| name | sm-scraper-adapter |
| description | Use when creating custom scraper adapters for SourceMonitor, inheriting from Scrapers::Base, implementing the adapter contract, or registering/unregistering scrapers. |
| allowed-tools | Read, Write, Edit, Bash, Glob, Grep |
sm-scraper-adapter: Custom Scraper Adapters
Build custom content scrapers that integrate with SourceMonitor's scraping pipeline.
When to Use
- Creating a new scraper adapter for a specific content type or source
- Customizing how content is fetched and parsed
- Understanding the scraper adapter contract
- Registering or swapping scraper adapters in configuration
- Debugging scraper failures
Architecture Overview
SourceMonitor::Scrapers::Base (abstract)
|
+-- SourceMonitor::Scrapers::Readability (built-in)
+-- MyApp::Scrapers::Custom (your adapter)

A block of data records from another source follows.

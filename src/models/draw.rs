//! DrawOptions, Participant and DrawResult.

use crate::models::player::GroupId;
use crate::models::team::SelectionId;
use serde::{Deserialize, Serialize};

/// Team name handed out when a no-repeat draw has run out of teams.
/// Reserved: [`crate::Selection::add_team`] rejects it as a real team name.
pub const UNAVAILABLE_TEAM: &str = "-";

/// Errors from building groups, selections, catalogs and draw options.
///
/// The draw itself never fails; see [`crate::run_draw`].
#[derive(Clone, Debug, Eq, PartialEq)]
pub enum DrawError {
    /// A player or team name is empty after trimming.
    EmptyName,
    /// The name is reserved for the unavailable-team placeholder.
    ReservedTeamName,
    /// A player with this name is already in the group (case-insensitive).
    DuplicatePlayerName(String),
    /// No player with this name in the group.
    PlayerNotFound(String),
    /// A form field is unset (still holds the placeholder).
    MissingField(&'static str),
    /// A form field could not be parsed.
    InvalidField { field: &'static str, value: String },
    /// Teams per participant must be at least 1.
    InvalidTeamsPerParticipant(i64),
    /// The catalog document could not be parsed.
    Catalog(String),
}

impl std::fmt::Display for DrawError {
    fn fmt(&self, f: &mut std::fmt::Formatter<'_>) -> std::fmt::Result {
        match self {
            DrawError::EmptyName => write!(f, "Name must not be empty"),
            DrawError::ReservedTeamName => {
                write!(f, "'{}' is reserved and cannot be a team name", UNAVAILABLE_TEAM)
            }
            DrawError::DuplicatePlayerName(name) => {
                write!(f, "A player named '{}' is already in the group", name)
            }
            DrawError::PlayerNotFound(name) => write!(f, "Player '{}' not found", name),
            DrawError::MissingField(field) => write!(f, "Field '{}' must be set", field),
            DrawError::InvalidField { field, value } => {
                write!(f, "Invalid value '{}' for field '{}'", value, field)
            }
            DrawError::InvalidTeamsPerParticipant(n) => {
                write!(f, "Teams per participant must be at least 1 (got {})", n)
            }
            DrawError::Catalog(msg) => write!(f, "Invalid catalog: {}", msg),
        }
    }
}

impl std::error::Error for DrawError {}

/// How participants are derived from players.
#[derive(Clone, Copy, Debug, Default, Eq, Hash, PartialEq, Serialize, Deserialize)]
#[serde(rename_all = "snake_case")]
pub enum GameplayMode {
    /// Each player draws alone.
    #[default]
    Single,
    /// Every unordered pair of distinct players draws together.
    Pair,
}

impl GameplayMode {
    /// Numeric code used by form inputs (0 = single, 1 = pair).
    pub fn code(self) -> u8 {
        match self {
            GameplayMode::Single => 0,
            GameplayMode::Pair => 1,
        }
    }
}

/// Everything that determines a draw.
#[derive(Clone, Copy, Debug, Eq, PartialEq, Serialize, Deserialize)]
pub struct DrawOptions {
    pub group_id: GroupId,
    pub selection_id: SelectionId,
    pub teams_per_participant: u32,
    pub gameplay_mode: GameplayMode,
    pub allow_repeats: bool,
}

/// One entry of a draw: a single player or a player pair, and the teams drawn for it.
#[derive(Clone, Debug, Eq, PartialEq, Serialize, Deserialize)]
pub struct Participant {
    pub display_name: String,
    /// Filled in draw order; one entry per round.
    pub drawn_teams: Vec<String>,
}

impl Participant {
    pub fn new(display_name: impl Into<String>) -> Self {
        Self {
            display_name: display_name.into(),
            drawn_teams: Vec::new(),
        }
    }

    /// Whether any round handed this participant the unavailable placeholder.
    pub fn has_unavailable(&self) -> bool {
        self.drawn_teams.iter().any(|t| t == UNAVAILABLE_TEAM)
    }
}

/// A finished draw: the options used and the participants with their teams.
#[derive(Clone, Debug, Eq, PartialEq, Serialize, Deserialize)]
pub struct DrawResult {
    pub options: DrawOptions,
    pub participants: Vec<Participant>,
}
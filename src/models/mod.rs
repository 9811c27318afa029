//! Data structures for a team draw: players, teams, options, results.

mod catalog;
mod draw;
mod player;
mod team;

pub use catalog::Catalog;
pub use draw::{DrawError, DrawOptions, DrawResult, GameplayMode, Participant, UNAVAILABLE_TEAM};
pub use player::{Group, GroupId, Player};
pub use team::{Selection, SelectionId, Team};
//! Draw options form: raw user input to validated DrawOptions.

use crate::models::{DrawError, DrawOptions, DrawResult, GameplayMode};
use serde::{Deserialize, Serialize};

/// Value of a form field the user has not set yet.
pub const PLACEHOLDER: &str = "null";

/// Raw form fields, as a host UI collects them.
#[derive(Clone, Debug, Eq, PartialEq, Serialize, Deserialize)]
pub struct DrawForm {
    pub group_id: String,
    pub selection_id: String,
    pub teams_per_participant: String,
    pub gameplay_mode: String,
    pub allow_repeats: String,
}

impl Default for DrawForm {
    fn default() -> Self {
        Self {
            group_id: PLACEHOLDER.to_string(),
            selection_id: PLACEHOLDER.to_string(),
            teams_per_participant: PLACEHOLDER.to_string(),
            gameplay_mode: PLACEHOLDER.to_string(),
            allow_repeats: PLACEHOLDER.to_string(),
        }
    }
}

impl DrawForm {
    /// Pre-fill the form from an earlier draw so it can be shown again.
    pub fn from_previous(previous: &DrawResult) -> Self {
        let o = &previous.options;
        Self {
            group_id: o.group_id.to_string(),
            selection_id: o.selection_id.to_string(),
            teams_per_participant: o.teams_per_participant.to_string(),
            gameplay_mode: o.gameplay_mode.code().to_string(),
            allow_repeats: o.allow_repeats.to_string(),
        }
    }

    fn fields(&self) -> [(&'static str, &str); 5] {
        [
            ("group_id", self.group_id.as_str()),
            ("selection_id", self.selection_id.as_str()),
            ("teams_per_participant", self.teams_per_participant.as_str()),
            ("gameplay_mode", self.gameplay_mode.as_str()),
            ("allow_repeats", self.allow_repeats.as_str()),
        ]
    }

    /// Names of the fields still unset.
    pub fn missing_fields(&self) -> Vec<&'static str> {
        self.fields()
            .into_iter()
            .filter(|(_, v)| !is_set(v))
            .map(|(field, _)| field)
            .collect()
    }

    /// Whether every field holds a real value (the form may be submitted).
    pub fn is_complete(&self) -> bool {
        self.missing_fields().is_empty()
    }
}

fn is_set(value: &str) -> bool {
    let v = value.trim();
    !v.is_empty() && v != PLACEHOLDER
}

fn required<'a>(field: &'static str, value: &'a str) -> Result<&'a str, DrawError> {
    if is_set(value) {
        Ok(value.trim())
    } else {
        Err(DrawError::MissingField(field))
    }
}

fn parse_id(field: &'static str, value: &str) -> Result<u32, DrawError> {
    let v = required(field, value)?;
    v.parse().map_err(|_| DrawError::InvalidField {
        field,
        value: v.to_string(),
    })
}

fn parse_mode(value: &str) -> Result<GameplayMode, DrawError> {
    let v = required("gameplay_mode", value)?;
    match v.to_ascii_lowercase().as_str() {
        "single" | "0" => Ok(GameplayMode::Single),
        "pair" | "1" => Ok(GameplayMode::Pair),
        _ => Err(DrawError::InvalidField {
            field: "gameplay_mode",
            value: v.to_string(),
        }),
    }
}

impl TryFrom<&DrawForm> for DrawOptions {
    type Error = DrawError;

    fn try_from(form: &DrawForm) -> Result<Self, Self::Error> {
        let group_id = parse_id("group_id", &form.group_id)?;
        let selection_id = parse_id("selection_id", &form.selection_id)?;

        let raw = required("teams_per_participant", &form.teams_per_participant)?;
        let n: i64 = raw.parse().map_err(|_| DrawError::InvalidField {
            field: "teams_per_participant",
            value: raw.to_string(),
        })?;
        let teams_per_participant = u32::try_from(n)
            .ok()
            .filter(|&n| n >= 1)
            .ok_or(DrawError::InvalidTeamsPerParticipant(n))?;

        let gameplay_mode = parse_mode(&form.gameplay_mode)?;
        // Anything but "true" means no repeats.
        let allow_repeats = required("allow_repeats", &form.allow_repeats)? == "true";

        Ok(DrawOptions {
            group_id,
            selection_id,
            teams_per_participant,
            gameplay_mode,
            allow_repeats,
        })
    }
}
//! Draw logic: participants, team pool, engine, result assembly, options form.

mod engine;
mod form;
mod participants;
mod pool;
mod result;

pub use engine::{run_catalog_draw, run_draw};
pub use form::{DrawForm, PLACEHOLDER};
pub use participants::{build_participants, participant_count, teams_needed};
pub use pool::{draw_team, TeamPool};
pub use result::{assemble_result, DrawOutcome};
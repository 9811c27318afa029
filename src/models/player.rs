//! Player and Group data structures.

use crate::models::draw::DrawError;
use serde::{Deserialize, Serialize};

/// Identifier of a group (chosen by the host application).
pub type GroupId = u32;

/// A player; identity within a group is the name.
#[derive(Clone, Debug, Eq, PartialEq, Serialize, Deserialize)]
pub struct Player {
    pub name: String,
}

impl Player {
    pub fn new(name: impl Into<String>) -> Self {
        Self { name: name.into() }
    }
}

/// An ordered list of players. Order matters: it drives participant order in a draw.
#[derive(Clone, Debug, Default, Eq, PartialEq, Serialize, Deserialize)]
pub struct Group {
    pub id: GroupId,
    #[serde(default)]
    pub name: String,
    #[serde(default)]
    pub players: Vec<Player>,
}

impl Group {
    /// Create an empty group.
    pub fn new(id: GroupId, name: impl Into<String>) -> Self {
        Self {
            id,
            name: name.into(),
            players: Vec::new(),
        }
    }

    /// Create a group from player names, in order. Names are taken as-is.
    pub fn with_players<I, S>(id: GroupId, name: impl Into<String>, players: I) -> Self
    where
        I: IntoIterator<Item = S>,
        S: Into<String>,
    {
        Self {
            players: players.into_iter().map(Player::new).collect(),
            ..Self::new(id, name)
        }
    }

    /// Append a player. Names are trimmed and must be unique (case-insensitive).
    pub fn add_player(&mut self, name: impl Into<String>) -> Result<(), DrawError> {
        let name = name.into();
        let name_trimmed = name.trim();
        if name_trimmed.is_empty() {
            return Err(DrawError::EmptyName);
        }
        let is_duplicate = self
            .players
            .iter()
            .any(|p| p.name.eq_ignore_ascii_case(name_trimmed));
        if is_duplicate {
            return Err(DrawError::DuplicatePlayerName(name_trimmed.to_string()));
        }
        self.players.push(Player::new(name_trimmed));
        Ok(())
    }

    /// Remove a player by name (exact match).
    pub fn remove_player(&mut self, name: &str) -> Result<(), DrawError> {
        let idx = self
            .players
            .iter()
            .position(|p| p.name == name)
            .ok_or_else(|| DrawError::PlayerNotFound(name.to_string()))?;
        self.players.remove(idx);
        Ok(())
    }
}
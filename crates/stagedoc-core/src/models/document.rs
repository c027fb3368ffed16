use serde::{Deserialize, Serialize};

/// One stored document, as loaded by the record locator.
///
/// Read-only to this service: rows are created by upload workflows elsewhere
/// and never mutated or deleted here. At most one of the three storage
/// locators is authoritative; [`DocumentRecord::tier`] encodes the precedence.
#[derive(Debug, Clone, Serialize, Deserialize)]
pub struct DocumentRecord {
    pub id: i64,
    pub title: String,
    /// Original upload filename; column is deployment-optional.
    pub original_name: Option<String>,
    pub media_type: Option<String>,
    /// Byte size; column is deployment-optional and may be recomputed from
    /// the backend when absent.
    pub file_size: Option<i64>,
    /// Owning user; column is deployment-optional.
    pub owner_id: Option<i64>,
    pub external_url: Option<String>,
    pub storage_key: Option<String>,
    pub local_path: Option<String>,
}

/// Backend kind holding a document's bytes, in precedence order.
#[derive(Debug, Clone, Copy, PartialEq, Eq)]
pub enum StorageTier {
    DirectUrl,
    ObjectStorage,
    LocalFile,
}

fn locator(value: &Option<String>) -> Option<&str> {
    value.as_deref().map(str::trim).filter(|v| !v.is_empty())
}

impl DocumentRecord {
    /// Name shown to the caller: the original upload filename when recorded,
    /// otherwise the display title.
    pub fn display_name(&self) -> &str {
        self.original_name
            .as_deref()
            .filter(|n| !n.trim().is_empty())
            .unwrap_or(&self.title)
    }

    /// Select the storage tier holding this document's bytes, together with
    /// the locator value (trimmed) that won.
    ///
    /// First match wins: an external URL takes precedence over a storage key,
    /// which takes precedence over a local path. Blank locators count as
    /// absent. `None` means no locator is populated and the document resolves
    /// to `file_not_found`.
    pub fn tier(&self) -> Option<(StorageTier, &str)> {
        if let Some(url) = locator(&self.external_url) {
            Some((StorageTier::DirectUrl, url))
        } else if let Some(key) = locator(&self.storage_key) {
            Some((StorageTier::ObjectStorage, key))
        } else {
            locator(&self.local_path).map(|path| (StorageTier::LocalFile, path))
        }
    }

    /// The recorded local path, when populated; last tier in the chain and
    /// also the fallback target when object storage cannot sign.
    pub fn local_path(&self) -> Option<&str> {
        locator(&self.local_path)
    }
}
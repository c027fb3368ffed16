//! Filename sanitization for Content-Disposition headers.

/// Name substituted when sanitization leaves nothing usable.
pub const DEFAULT_DOWNLOAD_NAME: &str = "document.pdf";

/// Characters replaced with `_`: header-breaking quotes/backslashes plus the
/// usual filesystem-reserved set.
const REPLACED: &[char] = &['"', '\\', '/', ':', '*', '?', '<', '>', '|'];

/// Sanitize a filename for use inside a quoted Content-Disposition value.
///
/// Control characters are stripped, disallowed characters become `_`, and an
/// empty result is substituted with [`DEFAULT_DOWNLOAD_NAME`].
pub fn sanitize_filename(name: &str) -> String {
    let cleaned: String = name
        .chars()
        .filter(|c| !c.is_control())
        .map(|c| if REPLACED.contains(&c) { '_' } else { c })
        .collect();

    let cleaned = cleaned.trim();
    if cleaned.is_empty() || cleaned.chars().all(|c| c == '_' || c == '.') {
        DEFAULT_DOWNLOAD_NAME.to_string()
    } else {
        cleaned.to_string()
    }
}
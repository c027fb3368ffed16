//! Document serve handler.
//!
//! Single GET endpoint running the full pipeline in order: identify the
//! caller, authorize against the resolved owner chain, locate the record,
//! gate on media type, resolve the storage tier, execute delivery. Each stage
//! short-circuits with its own status so that, for example, an unauthorized
//! caller never learns whether the backing file exists.

use axum::extract::{ConnectInfo, Query, State};
use axum::http::Uri;
use axum::response::Response;
use serde::Deserialize;
use std::net::SocketAddr;
use std::sync::Arc;
use std::time::Duration;
use stagedoc_core::media;
use stagedoc_core::models::authorize;
use stagedoc_core::{AppError, ErrorMetadata};

use crate::auth::SessionCaller;
use crate::delivery::{self, ServeOptions};
use crate::error::HttpAppError;
use crate::state::AppState;

#[derive(Debug, Deserialize)]
pub struct ServeQuery {
    /// Document identifier; parsed manually so a bad value yields our own 400.
    pub id: Option<String>,
    /// Suggested download filename (sanitized before use).
    #[serde(rename = "fn")]
    pub filename: Option<String>,
    /// `dl=1` forces attachment disposition and redirect-only delivery.
    pub dl: Option<String>,
    /// Accepted for URL compatibility; inline viewing is already the default.
    pub view: Option<String>,
    /// `redir=1` redirects to the signed URL instead of streaming.
    pub redir: Option<String>,
}

fn flag(value: &Option<String>) -> bool {
    value.as_deref().map(str::trim) == Some("1")
}

#[tracing::instrument(
    skip_all,
    fields(document_id = tracing::field::Empty, caller_id = caller.0.user_id)
)]
pub async fn serve_document(
    State(state): State<Arc<AppState>>,
    caller: SessionCaller,
    ConnectInfo(remote): ConnectInfo<SocketAddr>,
    uri: Uri,
    Query(query): Query<ServeQuery>,
) -> Result<Response, HttpAppError> {
    let SessionCaller(caller) = caller;

    let document_id = query
        .id
        .as_deref()
        .and_then(|v| v.trim().parse::<i64>().ok())
        .filter(|id| *id > 0)
        .ok_or_else(|| AppError::BadRequest("missing or invalid document id".to_string()))?;
    tracing::Span::current().record("document_id", document_id);

    // Authorization first, against the owner chain alone. The document row
    // itself is not consulted until access is granted.
    let owners = state.access.resolve_owners(document_id).await?;
    let basis = match authorize(&caller, owners.as_ref()) {
        Ok(basis) => basis,
        Err(denial) => {
            tracing::warn!(
                document_id,
                caller_id = caller.user_id,
                remote_addr = %remote,
                path = %uri,
                reason = denial.error_code(),
                "Document access denied"
            );
            return Err(denial.into());
        }
    };

    let record = state
        .documents
        .get(document_id)
        .await?
        .ok_or_else(|| AppError::NotFound(format!("document {}", document_id)))?;

    media::ensure_pdf(&record)?;

    if query.view.is_some() {
        tracing::debug!(document_id, "view parameter present (inline is the default)");
    }

    let opts = ServeOptions {
        filename_override: query.filename.clone(),
        force_download: flag(&query.dl),
        force_redirect: flag(&query.redir),
    };

    let plan = delivery::resolve_plan(
        &record,
        &opts,
        state.store.as_deref(),
        Duration::from_secs(state.config.signed_url_ttl_secs()),
    )
    .await?;

    tracing::info!(
        document_id,
        caller_id = caller.user_id,
        basis = basis.as_str(),
        "Serving document"
    );

    Ok(delivery::execute_plan(plan, &state.http, state.store.as_deref()).await?)
}

#[cfg(test)]
mod tests {
    use super::*;

    #[test]
    fn test_flag_only_accepts_one() {
        assert!(flag(&Some("1".to_string())));
        assert!(flag(&Some(" 1 ".to_string())));
        assert!(!flag(&Some("true".to_string())));
        assert!(!flag(&Some("0".to_string())));
        assert!(!flag(&None));
    }

    #[test]
    fn test_query_deserializes_fn_alias() {
        let query: ServeQuery =
            serde_urlencoded::from_str("id=42&fn=rider.pdf&dl=1").expect("parse");
        assert_eq!(query.id.as_deref(), Some("42"));
        assert_eq!(query.filename.as_deref(), Some("rider.pdf"));
        assert!(flag(&query.dl));
        assert!(!flag(&query.redir));
    }
}
use crate::error::AppError;

/// The requesting user, as established by the session collaborator.
#[derive(Debug, Clone, Copy, PartialEq, Eq)]
pub struct Caller {
    pub user_id: i64,
    pub is_admin: bool,
}

/// Owner candidates resolved by following the relation chain
/// document → scheduled act → scheduled day → stage → event.
///
/// Both sides are optional: a document need not be linked to an act, and the
/// owner column is deployment-optional.
#[derive(Debug, Clone, Copy, Default, PartialEq, Eq)]
pub struct DocumentOwners {
    pub event_owner_id: Option<i64>,
    pub document_owner_id: Option<i64>,
}

/// On what basis access was granted; recorded in the audit log.
#[derive(Debug, Clone, Copy, PartialEq, Eq)]
pub enum AccessBasis {
    Admin,
    EventOwner,
    DocumentOwner,
}

impl AccessBasis {
    pub fn as_str(&self) -> &'static str {
        match self {
            AccessBasis::Admin => "admin",
            AccessBasis::EventOwner => "event_owner",
            AccessBasis::DocumentOwner => "document_owner",
        }
    }
}

/// Decide whether `caller` may view the document whose resolved owners are
/// `owners` (`None` when no row exists for the identifier at all).
///
/// Granted iff the caller is elevated, or matches the resolved event owner,
/// or matches the resolved document owner. A missing row denies with
/// `NotFound`; an existing row with no identity match denies with
/// `Forbidden`. Elevated callers pass even with no row - the record locator
/// then reports its own benign 404.
pub fn authorize(caller: &Caller, owners: Option<&DocumentOwners>) -> Result<AccessBasis, AppError> {
    if caller.is_admin {
        return Ok(AccessBasis::Admin);
    }

    let owners = match owners {
        Some(o) => o,
        None => return Err(AppError::NotFound("no authorization row".to_string())),
    };

    if owners.event_owner_id == Some(caller.user_id) {
        return Ok(AccessBasis::EventOwner);
    }
    if owners.document_owner_id == Some(caller.user_id) {
        return Ok(AccessBasis::DocumentOwner);
    }

    Err(AppError::Forbidden(format!(
        "user {} matches no permitted identity",
        caller.user_id
    )))
}

#[cfg(test)]
mod tests {
    use super::*;

    const USER: Caller = Caller {
        user_id: 10,
        is_admin: false,
    };
    const ADMIN: Caller = Caller {
        user_id: 1,
        is_admin: true,
    };

    #[test]
    fn test_admin_always_granted() {
        assert_eq!(authorize(&ADMIN, None).unwrap(), AccessBasis::Admin);
        let owners = DocumentOwners::default();
        assert_eq!(authorize(&ADMIN, Some(&owners)).unwrap(), AccessBasis::Admin);
    }

    #[test]
    fn test_event_owner_granted() {
        let owners = DocumentOwners {
            event_owner_id: Some(10),
            document_owner_id: None,
        };
        assert_eq!(
            authorize(&USER, Some(&owners)).unwrap(),
            AccessBasis::EventOwner
        );
    }

    #[test]
    fn test_document_owner_granted() {
        let owners = DocumentOwners {
            event_owner_id: Some(99),
            document_owner_id: Some(10),
        };
        assert_eq!(
            authorize(&USER, Some(&owners)).unwrap(),
            AccessBasis::DocumentOwner
        );
    }

    #[test]
    fn test_stranger_forbidden() {
        let owners = DocumentOwners {
            event_owner_id: Some(99),
            document_owner_id: Some(7),
        };
        assert!(matches!(
            authorize(&USER, Some(&owners)),
            Err(AppError::Forbidden(_))
        ));
    }

    #[test]
    fn test_missing_row_is_not_found() {
        assert!(matches!(authorize(&USER, None), Err(AppError::NotFound(_))));
    }

    #[test]
    fn test_unlinked_document_denies_non_owner() {
        // No act chain and no owner column: nothing to match against
        let owners = DocumentOwners::default();
        assert!(matches!(
            authorize(&USER, Some(&owners)),
            Err(AppError::Forbidden(_))
        ));
    }

    #[test]
    fn test_idempotent_decision() {
        let owners = DocumentOwners {
            event_owner_id: Some(10),
            document_owner_id: None,
        };
        let first = authorize(&USER, Some(&owners)).unwrap();
        let second = authorize(&USER, Some(&owners)).unwrap();
        assert_eq!(first, second);
    }
}
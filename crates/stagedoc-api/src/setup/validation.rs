//! Configuration validation
//!
//! Validates critical configuration values at startup to catch
//! misconfigurations early, before the first request can hit them.

use anyhow::Result;
use stagedoc_core::Config;

/// Validate critical configuration values
pub fn validate_config(config: &Config) -> Result<()> {
    let is_production = config.is_production();

    // Validate CORS configuration in production
    if is_production && config.cors_origins().contains(&"*".to_string()) {
        return Err(anyhow::anyhow!(
            "CORS configured to allow all origins (*) in production - this is a security risk. \
            Please set specific allowed origins via CORS_ORIGINS environment variable."
        ));
    }

    // Validate database connection settings
    if config.db_max_connections() == 0 {
        return Err(anyhow::anyhow!("Database max connections cannot be 0"));
    }
    if config.db_timeout_seconds() == 0 {
        return Err(anyhow::anyhow!("Database timeout cannot be 0"));
    }

    validate_object_storage(config.s3_bucket(), config.s3_region())?;

    if config.signed_url_ttl_secs() == 0 {
        return Err(anyhow::anyhow!("Signed URL TTL cannot be 0"));
    }
    if config.upstream_connect_timeout_secs() == 0 || config.upstream_transfer_timeout_secs() == 0 {
        return Err(anyhow::anyhow!("Upstream timeouts cannot be 0"));
    }

    validate_asset_origins(config.allowed_asset_origins())?;

    tracing::info!("Configuration validation passed");
    Ok(())
}

/// Object storage is optional, but half a configuration is always a mistake.
fn validate_object_storage(bucket: Option<&str>, region: Option<&str>) -> Result<()> {
    match (bucket, region) {
        (Some(_), None) => Err(anyhow::anyhow!(
            "S3_BUCKET is set but S3_REGION/AWS_REGION is not - both are required for object storage"
        )),
        (None, Some(_)) => Err(anyhow::anyhow!(
            "S3_REGION is set but S3_BUCKET is not - both are required for object storage"
        )),
        _ => Ok(()),
    }
}

/// Asset origins end up inside the Content-Security-Policy header; require
/// explicit schemes so a bare hostname cannot silently widen the policy.
fn validate_asset_origins(origins: &[String]) -> Result<()> {
    for origin in origins {
        if !origin.starts_with("https://") && !origin.starts_with("http://") {
            return Err(anyhow::anyhow!(
                "Allowed asset origin {:?} must include an http:// or https:// scheme",
                origin
            ));
        }
    }
    Ok(())
}
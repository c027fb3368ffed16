//! Application setup and initialization
//!
//! All startup logic lives here rather than in main.rs: validate config,
//! connect the database, probe the documents schema, initialize storage and
//! the HTTP client, and wire the router.

pub mod database;
pub mod routes;
pub mod server;
pub mod storage;
pub mod validation;

use crate::state::AppState;
use anyhow::{Context, Result};
use stagedoc_core::Config;
use stagedoc_db::{AccessRepository, DocumentRepository, DocumentSchema};
use std::sync::Arc;
use std::time::Duration;

/// Initialize the entire application
pub async fn initialize_app(config: Config) -> Result<(Arc<AppState>, axum::Router)> {
    // Validate configuration first - fail fast on misconfiguration
    validation::validate_config(&config).context("Configuration validation failed")?;

    crate::telemetry::init_tracing();
    tracing::info!("Configuration loaded and validated successfully");

    let pool = database::setup_database(&config).await?;

    // The documents table varies across deployments; probe once at startup
    // instead of per request.
    let schema = DocumentSchema::detect(&pool)
        .await
        .context("Failed to detect documents schema")?;

    let store = storage::setup_storage(&config).await?;

    let http = reqwest::Client::builder()
        .connect_timeout(Duration::from_secs(config.upstream_connect_timeout_secs()))
        .timeout(Duration::from_secs(config.upstream_transfer_timeout_secs()))
        .build()
        .context("Failed to build HTTP client")?;

    let state = Arc::new(AppState {
        access: AccessRepository::new(pool.clone(), schema),
        documents: DocumentRepository::new(pool.clone(), schema),
        pool,
        store,
        http,
        config: config.clone(),
    });

    let router = routes::setup_routes(&config, state.clone())?;

    Ok((state, router))
}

Scrapers are registered in configuration and selected per-source. Each adapter:
- Receives an
item, source, and merged settings hash
- Performs HTTP fetching and content parsing
- Returns a
Result struct with status, HTML, content, and metadata
The Adapter Contract
Base Class: SourceMonitor::Scrapers::Base
Location: lib/source_monitor/scrapers/base.rb
All custom scrapers must inherit from SourceMonitor::Scrapers::Base.
Required: #call Instance Method
Must return a SourceMonitor::Scrapers::Base::Result:
Result = Struct.new(:status, :html, :content, :metadata, keyword_init: true)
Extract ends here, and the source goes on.